Thyroid hormone receptor beta is critical for intestinal remodeling during Xenopus tropicalis metamorphosis

Background Thyroid hormone (T3) is critical for development in all vertebrates. The mechanism underlying T3 effect has been difficult to study due to the uterus-enclosed nature of mammalian embryos. Anuran metamorphosis, which is dependent on T3 but independent of maternal influence, is an excellent model to study the roles of T3 and its receptors (TRs) during vertebrate development. We and others have reported various effects of TR knockout (TR alpha and TR beta) during Xenopus tropicalis development. However, these studies were largely focused on external morphology. Results We have generated TR beta knockout animals containing an out-frame-mutation of 5 base deletion by using the CRISPR/Cas9 system and observed that TR beta knockout does not affect premetamorphic tadpole development.
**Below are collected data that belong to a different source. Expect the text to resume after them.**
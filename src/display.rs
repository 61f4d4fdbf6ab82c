//! Presentation helpers. Pure formatting; nothing here touches state.

use std::collections::HashMap;

use chrono::{DateTime, Datelike, NaiveDate, Utc};
use once_cell::sync::Lazy;

use crate::models::{AuthorSnippet, Post, Profile};

pub const FALLBACK_TYPE_COLOR: &str = "#777777";

/// Avatar placeholder sizes used across the screens.
pub const AVATAR_SMALL: u32 = 32;
pub const AVATAR_MEDIUM: u32 = 40;
pub const AVATAR_LARGE: u32 = 128;

static TYPE_COLORS: Lazy<HashMap<&'static str, &'static str>> = Lazy::new(|| {
    HashMap::from([
        ("normal", "#A8A878"),
        ("fire", "#F08030"),
        ("water", "#6890F0"),
        ("electric", "#F8D030"),
        ("grass", "#78C850"),
        ("ice", "#98D8D8"),
        ("fighting", "#C03028"),
        ("poison", "#A040A0"),
        ("ground", "#E0C068"),
        ("flying", "#A890F0"),
        ("psychic", "#F85888"),
        ("bug", "#A8B820"),
        ("rock", "#B8A038"),
        ("ghost", "#705898"),
        ("dragon", "#7038F8"),
        ("dark", "#705848"),
        ("steel", "#B8B8D0"),
        ("fairy", "#EE99AC"),
    ])
});

/// Badge colour for a type tag, case-insensitive.
pub fn type_color(type_tag: &str) -> &'static str {
    TYPE_COLORS
        .get(type_tag.to_lowercase().as_str())
        .copied()
        .unwrap_or(FALLBACK_TYPE_COLOR)
}

/// `#001`, `#025`, `#1010`
pub fn dex_number(id: u32) -> String {
    format!("#{:03}", id)
}

/// `Jun 1, 2024`
pub fn short_date(at: &DateTime<Utc>) -> String {
    format!("{} {}, {}", at.format("%b"), at.day(), at.year())
}

pub fn short_day(date: &NaiveDate) -> String {
    format!("{} {}, {}", date.format("%b"), date.day(), date.year())
}

pub fn avatar_or_placeholder(url: Option<&str>, size: u32) -> String {
    match url {
        Some(url) if !url.is_empty() => url.to_string(),
        _ => format!("https://via.placeholder.com/{}", size),
    }
}

pub fn author_name(author: &AuthorSnippet) -> String {
    join_names([author.first_name.as_str(), author.last_name.as_str()])
}

/// First, middle (when present) and last name.
pub fn full_name(profile: &Profile) -> String {
    join_names([
        profile.first_name.as_str(),
        profile.middle_name.as_deref().unwrap_or(""),
        profile.last_name.as_str(),
    ])
}

fn join_names<'a>(parts: impl IntoIterator<Item = &'a str>) -> String {
    parts
        .into_iter()
        .map(str::trim)
        .filter(|part| !part.is_empty())
        .collect::<Vec<_>>()
        .join(" ")
}

/// Per-post figures the feed shows.
#[derive(Debug, Clone, PartialEq, Eq)]
pub struct PostSummary {
    pub author: String,
    pub posted_on: String,
    pub likes: usize,
    pub comments: usize,
    pub liked_by_me: bool,
}

impl PostSummary {
    pub fn of(post: &Post, viewer_id: Option<&str>) -> Self {
        Self {
            author: author_name(&post.profiles),
            posted_on: short_date(&post.created_at),
            likes: post.like_count(),
            comments: post.comment_count(),
            liked_by_me: viewer_id.map(|id| post.is_liked_by(id)).unwrap_or(false),
        }
    }
}
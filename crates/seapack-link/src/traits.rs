use bytes::Bytes;
use seapack_wire::{NavFix, PoseTarget};

/// Transport collaborator: hands complete envelopes to the modem's
/// pub/sub layer.
///
/// Publication is fire-and-forget; delivery guarantees belong to the
/// transport, not to this layer.
pub trait Transport {
    fn publish(&self, envelope: Bytes, address: u8);
}

/// Consumer collaborator: one sink per decoded payload type.
pub trait Consumer {
    fn nav(&self, fix: NavFix);
    fn position_request(&self, pose: PoseTarget);
    fn body_request(&self, pose: PoseTarget);
    fn blob(&self, payload: Bytes);
    /// An acknowledgment arrived for a message this link sent earlier.
    fn ack_confirmed(&self, message_id: u16);
    /// A general payload arrived; forward it to its bound topic unchanged.
    fn general(&self, topic: &str, payload: Bytes);
}

/// Per-receipt transit telemetry.
#[derive(Debug, Clone, PartialEq)]
pub struct Receipt {
    /// Transmitter clock at send time, seconds.
    pub sent_at: f64,
    /// Receiver clock at receipt, seconds.
    pub received_at: f64,
    /// Total envelope length in bytes.
    pub length: usize,
    /// Bytes per second across the link. `None` when the transit time is
    /// not positive (clock skew or identical timestamps) rather than an
    /// infinity or NaN.
    pub throughput: Option<f64>,
    /// Envelopes accepted by this link so far, this one included.
    pub receive_count: u64,
}

/// Observability collaborator for receipt telemetry records.
pub trait Observer {
    fn receipt(&self, receipt: &Receipt);
}

/// Time source for send timestamps and receipt telemetry.
pub trait Clock {
    /// Current time in seconds.
    fn now(&self) -> f64;
}

/// Wall-clock seconds since the Unix epoch.
#[derive(Debug, Default, Clone, Copy)]
pub struct SystemClock;

impl Clock for SystemClock {
    fn now(&self) -> f64 {
        std::time::SystemTime::now()
            .duration_since(std::time::UNIX_EPOCH)
            .map(|elapsed| elapsed.as_secs_f64())
            .unwrap_or(0.0)
    }
}

#[cfg(test)]
mod tests {
    use super::*;

    #[test]
    fn system_clock_advances() {
        let clock = SystemClock;
        let first = clock.now();
        let second = clock.now();
        assert!(second >= first);
        assert!(first > 0.0);
    }
}
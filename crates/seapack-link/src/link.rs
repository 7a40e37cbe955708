use bytes::{Bytes, BytesMut};
use tracing::{debug, info, warn};

use seapack_registry::{PayloadType, TypeRegistry, ACK, BODY_REQUEST, NAV, POSITION_REQUEST, STRING_IMAGE};
use seapack_wire::{assemble, decode_ack, encode_ack, split, Header, NavFix, PoseTarget, WireError, HEADER_LEN};

use crate::config::LinkConfig;
use crate::counters::{Counters, LinkStats};
use crate::error::{LinkError, Result};
use crate::traits::{Clock, Consumer, Observer, Receipt, SystemClock, Transport};

/// An outgoing application message.
///
/// The variant set is closed: a field/type mismatch against a payload
/// layout cannot be constructed, so send-time failures reduce to unknown
/// topics and oversized envelopes.
#[derive(Debug, Clone)]
pub enum Outbound {
    /// World-frame pose request.
    PositionRequest(PoseTarget),
    /// Body-frame pose request.
    BodyRequest(PoseTarget),
    /// Navigation fix broadcast.
    Nav(NavFix),
    /// Raw byte blob.
    Blob(Bytes),
    /// General payload addressed by its external topic.
    General { topic: String, payload: Bytes },
}

impl Outbound {
    fn type_name(&self) -> &'static str {
        match self {
            Outbound::PositionRequest(_) => "position_request",
            Outbound::BodyRequest(_) => "body_request",
            Outbound::Nav(_) => "nav",
            Outbound::Blob(_) => "string_image",
            Outbound::General { .. } => "general",
        }
    }
}

/// The envelope pipeline pair for one acoustic link.
///
/// `send` assembles and publishes envelopes; `receive` splits, decodes,
/// dispatches, and acknowledges them. Both entry points take `&self` and
/// may be invoked concurrently; the sequence counters are the only shared
/// mutable state and move atomically.
pub struct Link<T, C, O> {
    config: LinkConfig,
    registry: TypeRegistry,
    transport: T,
    consumer: C,
    observer: O,
    clock: Box<dyn Clock + Send + Sync>,
    counters: Counters,
}

impl<T: Transport, C: Consumer, O: Observer> Link<T, C, O> {
    /// Create a link with the system wall clock.
    ///
    /// Fails only on registry conflicts in the config's general bindings,
    /// which is fatal at startup.
    pub fn new(
        config: LinkConfig,
        transport: T,
        consumer: C,
        observer: O,
    ) -> seapack_registry::Result<Self> {
        Self::with_clock(config, transport, consumer, observer, Box::new(SystemClock))
    }

    /// Create a link with an explicit time source.
    pub fn with_clock(
        config: LinkConfig,
        transport: T,
        consumer: C,
        observer: O,
        clock: Box<dyn Clock + Send + Sync>,
    ) -> seapack_registry::Result<Self> {
        let registry = config.build_registry()?;
        Ok(Self {
            config,
            registry,
            transport,
            consumer,
            observer,
            clock,
            counters: Counters::default(),
        })
    }

    /// Encode an outgoing message into an envelope and publish it.
    ///
    /// Returns the assigned message id. The outgoing counter moves exactly
    /// once per successful call and never on a failure path.
    pub fn send(&self, outbound: Outbound) -> Result<u16> {
        let ty = match &outbound {
            Outbound::General { topic, .. } => self.registry.resolve_by_topic(topic)?,
            named => self.registry.resolve_by_name(named.type_name())?,
        };

        let mut body = BytesMut::new();
        match &outbound {
            Outbound::PositionRequest(pose) | Outbound::BodyRequest(pose) => pose.encode(&mut body),
            Outbound::Nav(fix) => fix.encode(&mut body),
            Outbound::Blob(payload) | Outbound::General { payload, .. } => {
                body.extend_from_slice(payload);
            }
        }

        self.transmit(ty, &body)
    }

    /// Split, decode, and dispatch one received envelope.
    ///
    /// Every failure is local to the envelope: the error is reported and
    /// returned, and the pipeline stays ready for the next receipt. The
    /// incoming counter covers accepted envelopes only; an unknown type id
    /// leaves it untouched.
    pub fn receive(&self, raw: &[u8], source_address: u8) -> Result<()> {
        let (header, body) = match split(raw) {
            Ok(parts) => parts,
            Err(err) => {
                warn!(
                    name = %self.config.name,
                    length = raw.len(),
                    error = %err,
                    "dropping runt envelope"
                );
                return Err(err.into());
            }
        };

        let ty = match self.registry.resolve_by_id(header.type_id) {
            Ok(ty) => ty,
            Err(err) => {
                warn!(
                    name = %self.config.name,
                    type_id = header.type_id,
                    message_id = header.message_id,
                    length = raw.len(),
                    "dropping envelope of unknown type"
                );
                return Err(err.into());
            }
        };

        let received_at = self.clock.now();
        let transit = received_at - header.sent_at;
        let throughput = if transit > 0.0 {
            Some(raw.len() as f64 / transit)
        } else {
            if transit < 0.0 {
                warn!(
                    name = %self.config.name,
                    message_id = header.message_id,
                    sent_at = header.sent_at,
                    received_at,
                    "envelope arrived before it was sent; clocks disagree"
                );
            }
            None
        };

        let receive_count = self.counters.record_receipt();
        self.observer.receipt(&Receipt {
            sent_at: header.sent_at,
            received_at,
            length: raw.len(),
            throughput,
            receive_count,
        });

        if let Err(err) = self.dispatch(ty, body) {
            warn!(
                name = %self.config.name,
                payload_type = %ty.name,
                message_id = header.message_id,
                body_length = body.len(),
                error = %err,
                "dropping undecodable envelope"
            );
            return Err(err);
        }

        debug!(
            name = %self.config.name,
            payload_type = %ty.name,
            message_id = header.message_id,
            source = source_address,
            "received message"
        );

        // Acknowledgment confirms receipt, not downstream processing.
        // An ack itself is never acked, whatever the config says.
        if ty.id != ACK && self.config.requiring_ack.contains(&ty.name) {
            if let Err(err) = self.send_ack(header.message_id) {
                warn!(
                    name = %self.config.name,
                    message_id = header.message_id,
                    error = %err,
                    "failed sending ack"
                );
            }
        }

        Ok(())
    }

    /// Current sequence counter snapshot.
    pub fn stats(&self) -> LinkStats {
        self.counters.snapshot()
    }

    /// The link's configuration.
    pub fn config(&self) -> &LinkConfig {
        &self.config
    }

    /// The link's type registry.
    pub fn registry(&self) -> &TypeRegistry {
        &self.registry
    }

    fn transmit(&self, ty: &PayloadType, body: &[u8]) -> Result<u16> {
        // Admission check before the counter moves: failed sends must not
        // consume a message id.
        let size = HEADER_LEN + body.len();
        if size > self.config.max_envelope_len {
            return Err(WireError::EnvelopeTooLarge {
                size,
                max: self.config.max_envelope_len,
            }
            .into());
        }

        let message_id = self.counters.next_message_id();
        let header = Header::new(ty.id, message_id, self.clock.now());
        let envelope = assemble(&header, body, self.config.max_envelope_len)?;

        info!(
            name = %self.config.name,
            payload_type = %ty.name,
            message_id,
            address = self.config.target_address,
            length = envelope.len(),
            "sending message"
        );
        self.transport.publish(envelope, self.config.target_address);
        Ok(message_id)
    }

    fn send_ack(&self, message_id: u16) -> Result<u16> {
        let ty = self.registry.resolve_by_id(ACK)?;
        let mut body = BytesMut::new();
        encode_ack(message_id, &mut body);
        self.transmit(ty, &body)
    }

    fn dispatch(&self, ty: &PayloadType, body: &[u8]) -> Result<()> {
        match ty.id {
            POSITION_REQUEST => self.consumer.position_request(PoseTarget::decode(body)?),
            BODY_REQUEST => self.consumer.body_request(PoseTarget::decode(body)?),
            NAV => self.consumer.nav(NavFix::decode(body)?),
            STRING_IMAGE => self.consumer.blob(Bytes::copy_from_slice(body)),
            ACK => {
                let acked = decode_ack(body)?;
                info!(
                    name = %self.config.name,
                    message_id = acked,
                    "message delivered"
                );
                self.consumer.ack_confirmed(acked);
            }
            _ => match &ty.topic {
                Some(topic) => self.consumer.general(topic, Bytes::copy_from_slice(body)),
                None => return Err(LinkError::Unroutable(ty.name.clone())),
            },
        }
        Ok(())
    }
}
/// Errors that can occur during registry construction and lookup.
#[derive(Debug, thiserror::Error)]
pub enum RegistryError {
    /// The wire id is already registered under another name.
    #[error("duplicate payload id {id} for '{name}'")]
    DuplicateId { id: u8, name: String },

    /// The name is already registered under another id.
    #[error("duplicate payload name '{0}'")]
    DuplicateName(String),

    /// The topic is already bound to another general type.
    #[error("duplicate topic binding '{0}'")]
    DuplicateTopic(String),

    /// Id 0 is not a valid wire id.
    #[error("payload id 0 is reserved")]
    ReservedId,

    /// No type registered under the given wire id.
    #[error("unknown payload id {0}")]
    UnknownId(u8),

    /// No type registered under the given name.
    #[error("unknown payload type '{0}'")]
    UnknownName(String),

    /// No general type bound to the given topic.
    #[error("no payload type bound to topic '{0}'")]
    UnknownTopic(String),
}

pub type Result<T> = std::result::Result<T, RegistryError>;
We have found that the basal expression of direct T3-inducible genes is increased but their upregulation by T3 is reduced in the intestine of premetamorphic homozygous TR beta knockout animals, accompanied by reduced target binding by TR. More importantly, we have observed reduced adult stem cell proliferation and larval epithelial apoptosis in the intestine during T3-induced metamorphosis. Conclusions Our data suggest that TR beta plays a critical role in intestinal remodeling during metamorphosis.